Introduction

Lawyers are often asked to review employment contracts, including post-termination restrictions. It is increasingly common to see covenants that impose some form of restriction on the amount of shares that an employee can hold or 'be interested in' for other companies while they remain an employee. There is no problem with such clauses.

Also common, however, are post-termination restrictions that either restrict the former employee from holding any interest in a competing business or limit the amount of shareholding that they can have. If a contract uses this language, it could lead to the entire restrictive covenant being unenforceable.

Legal position

In Jersey, restrictive covenants are a restraint of trade and are therefore unenforceable as a matter of public policy unless they protect a legitimate business interest and are no broader than is necessary for that purpose. The applicable principles are also comparable to those in England – as such, in the absence of local judgments, the Jersey court will look to decisions from England (eg, CPA v Keogh ([2015] JRC091)). As a result, English decisions on restrictive covenants are likely to be persuasive in the Jersey court.

A recent English Court of Appeal decision in Tillman v Egon Zehnder Limited ([2017] EWCA Civ 1054) highlights the need to consider carefully how these clauses are drafted. The employer in this case was unable to enforce the restrictive covenants and was ordered to pay the former employee's legal costs. In this case there were two relevant restrictions:

"You shall not, during the course of your employment, directly or indirectly, hold or have any interest in, any shares or other securities in any company whose business is carried on in competition with any business of the Company or any Group Company, except that you may hold or have an interest in, for investment only, shares or other securities in a publicly quoted company of up to a maximum of 5 per cent of the total equity in issue of that company…

You shall not without the prior written consent of the Company directly or indirectly, either alone or jointly with or on behalf of any third party and whether as principal, manager, employee, contractor, consultant, agent or otherwise howsoever at any time within the period of six months from the Termination Date:

directly or indirectly engage or be concerned or interested in any business carried on in competition with any of the businesses of the Company or any Group Company which were carried on at the Termination Date or during such period." (Emphasis added.)
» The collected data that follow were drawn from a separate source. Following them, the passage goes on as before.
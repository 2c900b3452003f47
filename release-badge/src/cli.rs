use clap::Parser;
use std::path::PathBuf;

use crate::presentation::OutputFormat;

#[derive(Parser, Debug, Clone, Default)]
#[clap(
    name = "release-badge",
    version,
    about = "Show the latest installer release of a GitHub repository",
    long_about = None
)]
pub struct Args {
    /// Repository to query
    /// Format: owner/repo
    /// Falls back to [repository] in the config file when omitted
    #[clap(value_name = "OWNER/REPO")]
    pub repo: Option<String>,

    /// Product identifier used to recognise the installer asset
    #[clap(short, long)]
    pub product: Option<String>,

    /// Cache lifetime in seconds
    #[clap(long, value_name = "SECS")]
    pub ttl: Option<u64>,

    /// Directory holding the cached release
    #[clap(long, env = "RELEASE_BADGE_CACHE_DIR")]
    pub cache_dir: Option<PathBuf>,

    /// Always fetch; keep nothing between runs
    #[clap(long)]
    pub no_cache: bool,

    /// Number of releases requested from GitHub (1-100)
    #[clap(long, value_parser = clap::value_parser!(u8).range(1..=100))]
    pub per_page: Option<u8>,

    /// Output format
    #[clap(short, long, value_enum, default_value_t = OutputFormat::Text)]
    pub format: OutputFormat,

    /// Configuration file path
    #[clap(long)]
    pub config: Option<PathBuf>,

    /// Enable verbose output
    #[clap(short, long)]
    pub verbose: bool,
}

impl Args {
    /// Parse the repository argument into owner and repo
    pub fn parse_repo(&self) -> crate::error::Result<Option<(String, String)>> {
        let Some(repo_str) = &self.repo else {
            return Ok(None);
        };

        let parts: Vec<&str> = repo_str.trim().split('/').collect();
        if parts.len() != 2 || parts.iter().any(|p| p.is_empty()) {
            return Err(crate::error::ReleaseBadgeError::InvalidRepo {
                input: repo_str.clone(),
            });
        }

        Ok(Some((parts[0].to_string(), parts[1].to_string())))
    }

    /// Config file given on the command line, else the per-user default
    pub fn config_path(&self) -> PathBuf {
        self.config
            .clone()
            .unwrap_or_else(crate::config::Config::default_path)
    }
}
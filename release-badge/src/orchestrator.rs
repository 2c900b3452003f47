use tracing::{info, warn};

use crate::cache::{CacheStore, ReleaseCache};
use crate::github::ReleaseSource;
use crate::presentation::Presenter;
use crate::release::select_best;

/// How a single run ended
#[derive(Debug, Clone, Copy, PartialEq, Eq)]
pub enum RunOutcome {
    /// A fresh cached release was presented
    CacheHit,
    /// Releases were fetched, one was presented and cached
    Fetched,
    /// The release list could not be fetched; nothing was presented
    FetchFailed,
    /// The release list held no usable release; nothing was presented
    NoRelease,
}

/// Cache check, then fetch and select on a miss, then present.
pub struct ReleaseFetchOrchestrator<R, S> {
    source: R,
    cache: ReleaseCache<S>,
}

impl<R: ReleaseSource, S: CacheStore> ReleaseFetchOrchestrator<R, S> {
    pub fn new(source: R, cache: ReleaseCache<S>) -> Self {
        Self { source, cache }
    }

    pub fn cache(&self) -> &ReleaseCache<S> {
        &self.cache
    }

    /// Run once. Never fails: every error is logged and reported through the outcome.
    pub async fn run<P: Presenter + ?Sized>(&self, presenter: &mut P) -> RunOutcome {
        if let Some(release) = self.cache.get() {
            info!("Using cached release {}", release.tag);
            presenter.present(&release);
            return RunOutcome::CacheHit;
        }

        let releases = match self.source.fetch_releases().await {
            Ok(releases) => releases,
            Err(e) => {
                warn!("Failed to fetch releases: {}", e);
                return RunOutcome::FetchFailed;
            }
        };

        let Some(best) = select_best(&releases) else {
            warn!("No usable release among {} fetched", releases.len());
            return RunOutcome::NoRelease;
        };

        info!("Selected release {}", best.tag);
        presenter.present(best);
        self.cache.put(best);
        RunOutcome::Fetched
    }
}
use crate::release::AssetRecord;

/// Name patterns that identify the installer among a release's files.
#[derive(Debug, Clone, PartialEq, Eq)]
pub struct AssetMatcher {
    /// Product identifier expected somewhere in the file name
    pub product: String,
    /// Words that mark a file as the installer rather than a helper binary
    pub role_keywords: Vec<String>,
    /// Platform executable extension, including the dot
    pub extension: String,
}

impl Default for AssetMatcher {
    fn default() -> Self {
        Self {
            product: "opendrop".to_string(),
            role_keywords: vec![
                "server".to_string(),
                "setup".to_string(),
                "installer".to_string(),
                "windows".to_string(),
            ],
            extension: ".exe".to_string(),
        }
    }
}

impl AssetMatcher {
    pub fn new(product: impl Into<String>) -> Self {
        Self {
            product: product.into(),
            ..Default::default()
        }
    }

    /// Pick the installer from a release's asset list.
    ///
    /// Tiers, first match wins: product name plus a role keyword, then the
    /// product name alone, then the first executable. Non-executables are
    /// never returned.
    pub fn select_installer<'a>(&self, assets: &'a [AssetRecord]) -> Option<&'a AssetRecord> {
        let extension = self.extension.to_lowercase();
        let product = self.product.to_lowercase();
        let keywords: Vec<String> = self.role_keywords.iter().map(|k| k.to_lowercase()).collect();

        let executables: Vec<(&AssetRecord, String)> = assets
            .iter()
            .map(|asset| (asset, asset.name.to_lowercase()))
            .filter(|(_, name)| name.ends_with(&extension))
            .collect();

        let has_product = |name: &str| !product.is_empty() && name.contains(&product);
        let has_role = |name: &str| keywords.iter().any(|k| !k.is_empty() && name.contains(k));

        executables
            .iter()
            .find(|(_, name)| has_product(name.as_str()) && has_role(name.as_str()))
            .or_else(|| executables.iter().find(|(_, name)| has_product(name.as_str())))
            .or_else(|| executables.first())
            .map(|(asset, _)| *asset)
    }
}

/// Pick the installer using the default product patterns.
pub fn select_installer(assets: &[AssetRecord]) -> Option<&AssetRecord> {
    AssetMatcher::default().select_installer(assets)
}
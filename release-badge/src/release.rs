use chrono::{DateTime, Utc};
use serde::{Deserialize, Serialize};
use std::cmp::Ordering;
use tracing::debug;

use crate::version::{self, Version};

/// A release as returned by the GitHub releases endpoint.
///
/// Field names follow the API payload so the same shape is used for the
/// wire format and the cache entry.
#[derive(Debug, Clone, PartialEq, Eq, Deserialize, Serialize)]
pub struct ReleaseRecord {
    #[serde(rename = "tag_name")]
    pub tag: String,

    #[serde(rename = "draft", default)]
    pub is_draft: bool,

    #[serde(rename = "prerelease", default)]
    pub is_prerelease: bool,

    #[serde(default)]
    pub published_at: Option<DateTime<Utc>>,

    #[serde(rename = "html_url", default)]
    pub page_url: String,

    #[serde(default)]
    pub assets: Vec<AssetRecord>,
}

#[derive(Debug, Clone, PartialEq, Eq, Deserialize, Serialize)]
pub struct AssetRecord {
    pub name: String,

    #[serde(rename = "browser_download_url")]
    pub download_url: String,
}

impl ReleaseRecord {
    /// Parsed version of the tag, if it carries one
    pub fn version(&self) -> Option<Version> {
        version::parse(&self.tag)
    }

    /// Publish time in epoch milliseconds; a missing timestamp counts as the epoch.
    fn published_millis(&self) -> i64 {
        self.published_at
            .map(|at| at.timestamp_millis())
            .unwrap_or(0)
    }
}

/// Pick the release a download page should advertise.
///
/// Drafts are never returned. Stable releases win over prereleases
/// regardless of version; prereleases are only considered when no stable
/// release exists. Within the pool the highest version wins, ties go to the
/// later publish time, and if no tag parses the first candidate in input
/// order is returned.
pub fn select_best(releases: &[ReleaseRecord]) -> Option<&ReleaseRecord> {
    if releases.is_empty() {
        return None;
    }

    let published: Vec<&ReleaseRecord> = releases.iter().filter(|r| !r.is_draft).collect();
    let stable: Vec<&ReleaseRecord> = published
        .iter()
        .copied()
        .filter(|r| !r.is_prerelease)
        .collect();

    let pool = if stable.is_empty() { published } else { stable };

    let mut best: Option<(&ReleaseRecord, Version)> = None;
    for &candidate in &pool {
        let Some(candidate_version) = candidate.version() else {
            debug!("Skipping release '{}' with no parseable version", candidate.tag);
            continue;
        };

        let wins = match &best {
            None => true,
            Some((current, current_version)) => match version::compare(&candidate_version, current_version) {
                Ordering::Greater => true,
                Ordering::Equal => {
                    candidate.published_millis() > current.published_millis()
                }
                Ordering::Less => false,
            },
        };

        if wins {
            best = Some((candidate, candidate_version));
        }
    }

    match best {
        Some((release, _)) => Some(release),
        None => pool.first().copied(),
    }
}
These two clauses would need to be read together, and it is clear from the contract that "interested in" was meant to include holding or purchasing shares. The Court of Appeal held that "interested in" must be given its ordinary and natural meaning. Even holding a single share in a listed company is sufficient for someone to have an interest for the purposes of the above clauses. The post-termination restriction therefore attempted to prevent former employees from holding any shares in any competing businesses, which was too wide a restriction and led to the whole restrictive covenant being unenforceable.

The two clauses also created a problem as existing employees were entitled to hold up to 5% of the shareholding in a competing business, but former employees were not allowed to hold any shares at all. This could not be justified and would create an anomalous situation.
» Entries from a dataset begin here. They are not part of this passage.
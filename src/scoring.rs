// Fantasy point scoring.
//
// Converts a player's raw season stat line into a fantasy point total via a
// linear weighted sum. Pure and total: missing stat categories are zero in
// `PlayerStats`, and no input validation is performed.

use crate::catalog::{PlayerStats, Position};

/// Round to one decimal place, half away from zero.
pub fn round_to_tenth(points: f64) -> f64 {
    (points * 10.0).round() / 10.0
}

/// Compute the fantasy point total for a stat line.
///
/// Common scoring (all positions):
/// - passing yards x 0.025, passing TDs x 4
/// - rushing/receiving yards x 0.1, rushing/receiving TDs x 6
/// - receptions x 1
/// - fumbles and interceptions thrown x -2
///
/// Kickers add extra points x 1 and field goals x 3. Defenses add sacks and
/// interceptions x 2, and lose 3 per touchdown allowed and 3 per full 150
/// yards allowed.
pub fn fantasy_points(position: Position, stats: &PlayerStats) -> f64 {
    let mut points = 0.0;

    points += stats.passing_yards as f64 * 0.025;
    points += stats.rushing_yards as f64 * 0.1;
    points += stats.receiving_yards as f64 * 0.1;
    points += stats.receptions as f64 * 1.0;
    points += stats.passing_tds as f64 * 4.0;
    points += stats.rushing_tds as f64 * 6.0;
    points += stats.receiving_tds as f64 * 6.0;
    points -= stats.fumbles as f64 * 2.0;
    points -= stats.interceptions as f64 * 2.0;

    if position == Position::K {
        points += stats.extra_points_made as f64 * 1.0;
        points += stats.field_goals_made as f64 * 3.0;
    }

    if position == Position::DEF {
        points += stats.sacks as f64 * 2.0;
        points += stats.def_interceptions as f64 * 2.0;
        points -= stats.touchdowns_allowed as f64 * 3.0;
        points -= (stats.yards_allowed / 150) as f64 * 3.0;
    }

    round_to_tenth(points)
}

/// Per-game average, rounded to one decimal. Zero when no games were played.
pub fn points_per_game(total_points: f64, games_played: u32) -> f64 {
    if games_played == 0 {
        return 0.0;
    }
    round_to_tenth(total_points / games_played as f64)
}
// Persistent key-value store interface.
//
// The engine owns the serialization format; the store only ever sees opaque
// strings. Backends must tolerate concurrent use from one process, nothing
// more: there are no transactions, versions, or compare-and-set primitives,
// so whole-record overwrites are last-writer-wins.

use async_trait::async_trait;
use serde::de::DeserializeOwned;
use serde::Serialize;
use thiserror::Error;
use tracing::warn;

pub mod memory;
pub mod sqlite;

pub use memory::MemoryStore;
pub use sqlite::SqliteStore;

/// A storage backend failure. The engine treats these as non-fatal: reads
/// degrade to "not found" and writes are best-effort.
#[derive(Debug, Error)]
pub enum StoreError {
    #[error("storage backend error: {0}")]
    Backend(String),
}

/// The four operations the engine relies on.
#[async_trait]
pub trait KvStore: Send + Sync {
    /// Fetch the value at `key`, or `None` if absent.
    async fn get(&self, key: &str) -> Result<Option<String>, StoreError>;

    /// Store `value` at `key`, overwriting any previous value.
    async fn set(&self, key: &str, value: &str) -> Result<(), StoreError>;

    /// Remove `key`. Removing an absent key is not an error.
    async fn delete(&self, key: &str) -> Result<(), StoreError>;

    /// All stored keys starting with `prefix`, in sorted order.
    async fn list(&self, prefix: &str) -> Result<Vec<String>, StoreError>;
}

/// Read and deserialize a JSON record. Store failures and malformed values
/// both degrade to `None` with a warning; they are never surfaced to callers.
pub async fn read_json<T: DeserializeOwned>(store: &dyn KvStore, key: &str) -> Option<T> {
    let raw = match store.get(key).await {
        Ok(value) => value?,
        Err(err) => {
            warn!("read of {key} failed, treating as absent: {err}");
            return None;
        }
    };
    match serde_json::from_str(&raw) {
        Ok(value) => Some(value),
        Err(err) => {
            warn!("malformed record at {key}, treating as absent: {err}");
            None
        }
    }
}

/// Serialize and write a JSON record. Best-effort: failures are logged and
/// reported via the return value, never propagated.
pub async fn write_json<T: Serialize>(store: &dyn KvStore, key: &str, value: &T) -> bool {
    let raw = match serde_json::to_string(value) {
        Ok(raw) => raw,
        Err(err) => {
            warn!("failed to serialize record for {key}: {err}");
            return false;
        }
    };
    match store.set(key, &raw).await {
        Ok(()) => true,
        Err(err) => {
            warn!("write of {key} failed: {err}");
            false
        }
    }
}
The Court of Appeal also took the view that the covenant attempted to restrict a former employee from being indirectly concerned with any competing business. The effect of this was similar to the attempt to prevent any interest in a competitor. Both phrases restricted any shareholding in a competitor, and the Court of Appeal therefore held that the restrictive covenant was unenforceable.

Comment

As a result of this decision, employers in Jersey are strongly advised to review their employment contracts – in particular the restrictive covenants – to see whether they contain any wording that restricts – or could be seen as an attempt to restrict – a former employee from holding shares in any other business. If so, these covenants should be redrafted as a matter of urgency.